Task description => Lines from the beginning of the entries up to and including the one with "assert_eq!(first.status, RunStatus::Completed);" must be duplicated word for word; leave out all others.

(Stored data entries)
——————

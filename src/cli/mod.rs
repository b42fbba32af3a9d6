//! Command-line interface

pub mod commands;
pub mod output;

use clap::{Parser, Subcommand};
use commands::{HistoryCommand, ListCommand, QaCommand, RunCommand, ValidateCommand};
use std::ffi::OsString;

/// IFRS 16 lease accounting models
#[derive(Debug, Parser, Clone)]
#[command(name = "leasebook")]
#[command(author = "Leasebook Contributors")]
#[command(version = "0.1.0")]
#[command(about = "Lease liability, right-of-use asset and disclosure models under IFRS 16", long_about = None)]
pub struct Cli {
    #[command(subcommand)]
    pub command: Command,

    /// Enable verbose logging
    #[arg(short, long, global = true)]
    pub verbose: bool,
}

/// Available commands
#[derive(Debug, Subcommand, Clone)]
pub enum Command {
    /// Run the lease model for one or more lease files
    Run(RunCommand),

    /// Validate a lease configuration
    Validate(ValidateCommand),

    /// Run QA checks against an exported schedule
    Qa(QaCommand),

    /// Show run history
    History(HistoryCommand),

    /// List leases with run history
    List(ListCommand),
}

impl Cli {
    /// Parse CLI arguments from environment
    pub fn from_args() -> Self {
        Self::parse()
    }

    /// Parse CLI arguments from a slice
    pub fn try_parse_from<I, T>(itr: I) -> Result<Self, clap::Error>
    where
        I: IntoIterator<Item = T>,
        T: Into<OsString> + Clone,
    {
        <Self as Parser>::try_parse_from(itr)
    }
}
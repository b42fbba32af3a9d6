//! Run history persistence

mod common;

use common::{lease_with, office_lease};
use leasebook::core::RunStatus;
use leasebook::execution::run_lease_model;
use leasebook::persistence::{
    create_summary, failed_summary, InMemoryPersistence, PersistenceBackend,
};

async fn exercise_backend(store: &dyn PersistenceBackend) {
    let outcome = run_lease_model(&office_lease()).unwrap();
    let model = outcome.as_recognised().unwrap();
    let qa = model.run_qa();
    let first = create_summary(&outcome, Some(&qa));
    assert_eq!(first.status, RunStatus::Completed);
    assert_eq!(first.term_months, 36);
    assert_eq!(first.initial_liability, model.liability);
    store.save_run(&first).await.unwrap();

    let mut exempt_config = lease_with("exemptions:\n  low_value: true\n");
    exempt_config.name = "Printer".to_string();
    exempt_config.payment = 25.0;
    let exempt = create_summary(&run_lease_model(&exempt_config).unwrap(), None);
    store.save_run(&exempt).await.unwrap();

    let mut failed =
        failed_summary("Head Office", "Residual value must be less than right-of-use asset value");
    failed.calculated_at = first.calculated_at + chrono::Duration::seconds(1);
    store.save_run(&failed).await.unwrap();

    let loaded = store.load_run(first.run_id).await.unwrap().expect("saved run");
    assert_eq!(loaded.lease_name, "Head Office");
    assert_eq!(loaded.status, RunStatus::Completed);
    assert_eq!(loaded.total_payments, first.total_payments);

    let leases = store.list_leases().await.unwrap();
    assert_eq!(leases, vec!["Head Office".to_string(), "Printer".to_string()]);

    let runs = store.list_runs("Head Office").await.unwrap();
    assert_eq!(runs.len(), 2);
    // Most recent first
    assert_eq!(runs[0].status, RunStatus::Failed);
    assert!(runs[0].error.as_deref().unwrap().contains("Residual"));

    assert_eq!(store.list_runs("Printer").await.unwrap()[0].status, RunStatus::Exempt);
    assert!(store.list_runs("Unknown").await.unwrap().is_empty());
}

#[tokio::test]
async fn test_in_memory_history() {
    let store = InMemoryPersistence::new();
    exercise_backend(&store).await;
}

#[cfg(feature = "sqlite")]
#[tokio::test]
async fn test_sqlite_history() {
    use leasebook::persistence::SqliteRunStore;

    let store = SqliteRunStore::new(":memory:").await.unwrap();
    exercise_backend(&store).await;
}

#[cfg(feature = "sqlite")]
#[tokio::test]
async fn test_sqlite_history_persists_to_file() {
    use leasebook::persistence::SqliteRunStore;

    let dir = tempfile::tempdir().unwrap();
    let path = dir.path().join("nested").join("runs.db");

    let run = failed_summary("Warehouse", "boom");
    {
        let store = SqliteRunStore::open(&path).await.unwrap();
        store.save_run(&run).await.unwrap();
    }

    let reopened = SqliteRunStore::open(&path).await.unwrap();
    let loaded = reopened.load_run(run.run_id).await.unwrap().unwrap();
    assert_eq!(loaded.status, RunStatus::Failed);
    assert_eq!(loaded.error.as_deref(), Some("boom"));
}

——————

Task answer =>
filename src/cli/mod.rs
repository b42fbba32af3a9d6
//! Command-line interface

pub mod commands;
pub mod output;

use clap::{Parser, Subcommand};
use commands::{HistoryCommand, ListCommand, QaCommand, RunCommand, ValidateCommand};
use std::ffi::OsString;

/// IFRS 16 lease accounting models
#[derive(Debug, Parser, Clone)]
#[command(name = "leasebook")]
#[command(author = "Leasebook Contributors")]
#[command(version = "0.1.0")]
#[command(about = "Lease liability, right-of-use asset and disclosure models under IFRS 16", long_about = None)]
pub struct Cli {
    #[command(subcommand)]
    pub command: Command,

    /// Enable verbose logging
    #[arg(short, long, global = true)]
    pub verbose: bool,
}

/// Available commands
#[derive(Debug, Subcommand, Clone)]
pub enum Command {
    /// Run the lease model for one or more lease files
    Run(RunCommand),

    /// Validate a lease configuration
    Validate(ValidateCommand),

    /// Run QA checks against an exported schedule
    Qa(QaCommand),

    /// Show run history
    History(HistoryCommand),

    /// List leases with run history
    List(ListCommand),
}

impl Cli {
    /// Parse CLI arguments from environment
    pub fn from_args() -> Self {
        Self::parse()
    }

    /// Parse CLI arguments from a slice
    pub fn try_parse_from<I, T>(itr: I) -> Result<Self, clap::Error>
    where
        I: IntoIterator<Item = T>,
        T: Into<OsString> + Clone,
    {
        <Self as Parser>::try_parse_from(itr)
    }
}
repository b42fbba32af3a9d6
//! Run history persistence

mod common;

use common::{lease_with, office_lease};
use leasebook::core::RunStatus;
use leasebook::execution::run_lease_model;
use leasebook::persistence::{
    create_summary, failed_summary, InMemoryPersistence, PersistenceBackend,
};

async fn exercise_backend(store: &dyn PersistenceBackend) {
    let outcome = run_lease_model(&office_lease()).unwrap();
    let model = outcome.as_recognised().unwrap();
    let qa = model.run_qa();
    let first = create_summary(&outcome, Some(&qa));
    assert_eq!(first.status, RunStatus::Completed);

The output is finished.